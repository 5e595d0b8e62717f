//! Thin client for the hosted generative model.
//!
//! Three best-effort calls: student-card verification, coordinate-to-zone
//! naming and timetable parsing. Every failure path degrades to `None`; the
//! commerce core never sees an error from here and never blocks on it.

use serde::{Deserialize, Serialize};
use serde_json::{json, Value};
use utoipa::ToSchema;

use crate::domain::user::Schedule;

const DEFAULT_ENDPOINT: &str = "https://generativelanguage.googleapis.com/v1beta";
const DEFAULT_MODEL: &str = "gemini-2.0-flash";

/// Result of the student-card check, used only at account-creation time.
#[derive(Debug, Clone, Serialize, Deserialize, ToSchema)]
pub struct IdentityCheck {
    #[serde(alias = "fullName")]
    pub full_name: String,
    #[serde(alias = "studentId")]
    pub student_id: String,
    #[serde(alias = "isValid")]
    pub is_valid: bool,
}

pub struct GeminiClient {
    http: reqwest::Client,
    endpoint: String,
    model: String,
    api_key: Option<String>,
}

impl GeminiClient {
    /// Reads `GEMINI_API_KEY` (and optional `GEMINI_ENDPOINT`,
    /// `GEMINI_MODEL`). Without a key the client is a no-op and every call
    /// degrades.
    pub fn from_env() -> Self {
        let api_key = std::env::var("GEMINI_API_KEY").ok().filter(|k| !k.is_empty());
        if api_key.is_none() {
            log::warn!("GEMINI_API_KEY not set; AI verification and zone naming are disabled");
        }
        Self {
            http: reqwest::Client::new(),
            endpoint: std::env::var("GEMINI_ENDPOINT")
                .unwrap_or_else(|_| DEFAULT_ENDPOINT.to_string()),
            model: std::env::var("GEMINI_MODEL").unwrap_or_else(|_| DEFAULT_MODEL.to_string()),
            api_key,
        }
    }

    /// A client with no credentials; used by tests and offline deployments.
    pub fn disabled() -> Self {
        Self {
            http: reqwest::Client::new(),
            endpoint: DEFAULT_ENDPOINT.to_string(),
            model: DEFAULT_MODEL.to_string(),
            api_key: None,
        }
    }

    async fn generate(&self, parts: Value, json_response: bool) -> Option<String> {
        let api_key = self.api_key.as_ref()?;
        let url = format!(
            "{}/models/{}:generateContent?key={}",
            self.endpoint, self.model, api_key
        );
        let mut body = json!({ "contents": [{ "parts": parts }] });
        if json_response {
            body["generationConfig"] = json!({ "responseMimeType": "application/json" });
        }

        let response = match self.http.post(&url).json(&body).send().await {
            Ok(r) => r,
            Err(e) => {
                log::warn!("model call failed: {e}");
                return None;
            }
        };
        if !response.status().is_success() {
            log::warn!("model call returned {}", response.status());
            return None;
        }
        let payload: Value = match response.json().await {
            Ok(v) => v,
            Err(e) => {
                log::warn!("model response was not JSON: {e}");
                return None;
            }
        };
        payload["candidates"][0]["content"]["parts"][0]["text"]
            .as_str()
            .map(str::to_owned)
    }

    /// Extract name, student id and validity from a card photo.
    pub async fn verify_identity(&self, image_base64: &str) -> Option<IdentityCheck> {
        let parts = json!([
            { "inlineData": { "mimeType": "image/jpeg", "data": image_base64 } },
            { "text": "Extract the information from this U-AUBEN student card. \
                       Return only JSON with keys full_name, student_id and is_valid. \
                       If this is not a valid U-AUBEN card, set is_valid to false." }
        ]);
        let text = self.generate(parts, true).await?;
        match serde_json::from_str(&text) {
            Ok(check) => Some(check),
            Err(e) => {
                log::warn!("unparseable identity answer: {e}");
                None
            }
        }
    }

    /// Name the campus zone for a coordinate pair. Absence means the zone
    /// stays unset.
    pub async fn resolve_zone(&self, lat: f64, lng: f64) -> Option<String> {
        let parts = json!([{
            "text": format!(
                "You know the Université Aube Nouvelle campus in Ouagadougou. \
                 Translate GPS coordinates lat {lat}, lng {lng} into a zone name \
                 students use (e.g. Pavillon G, Faso Kanu, Administration, \
                 Entrée Principale, Cafétéria). Answer with the zone name only."
            )
        }]);
        let zone = self.generate(parts, false).await?;
        let zone = zone.trim();
        if zone.is_empty() {
            None
        } else {
            Some(zone.to_string())
        }
    }

    /// Turn a timetable photo into busy slots plus advisory text.
    pub async fn parse_schedule(&self, image_base64: &str) -> Option<Schedule> {
        let parts = json!([
            { "inlineData": { "mimeType": "image/jpeg", "data": image_base64 } },
            { "text": "Analyse this student timetable image. Return JSON with a \
                       'busy_slots' list of {day, start_time, end_time} records and \
                       an 'advice' string suggesting the best delivery windows." }
        ]);
        let text = self.generate(parts, true).await?;
        match serde_json::from_str(&text) {
            Ok(schedule) => Some(schedule),
            Err(e) => {
                log::warn!("unparseable schedule answer: {e}");
                None
            }
        }
    }
}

* What you have to do
Report each line in the data that holds the word "campus".

* Output
    /// Name the campus zone for a coordinate pair. Absence means the zone
                "You know the Université Aube Nouvelle campus in Ouagadougou. \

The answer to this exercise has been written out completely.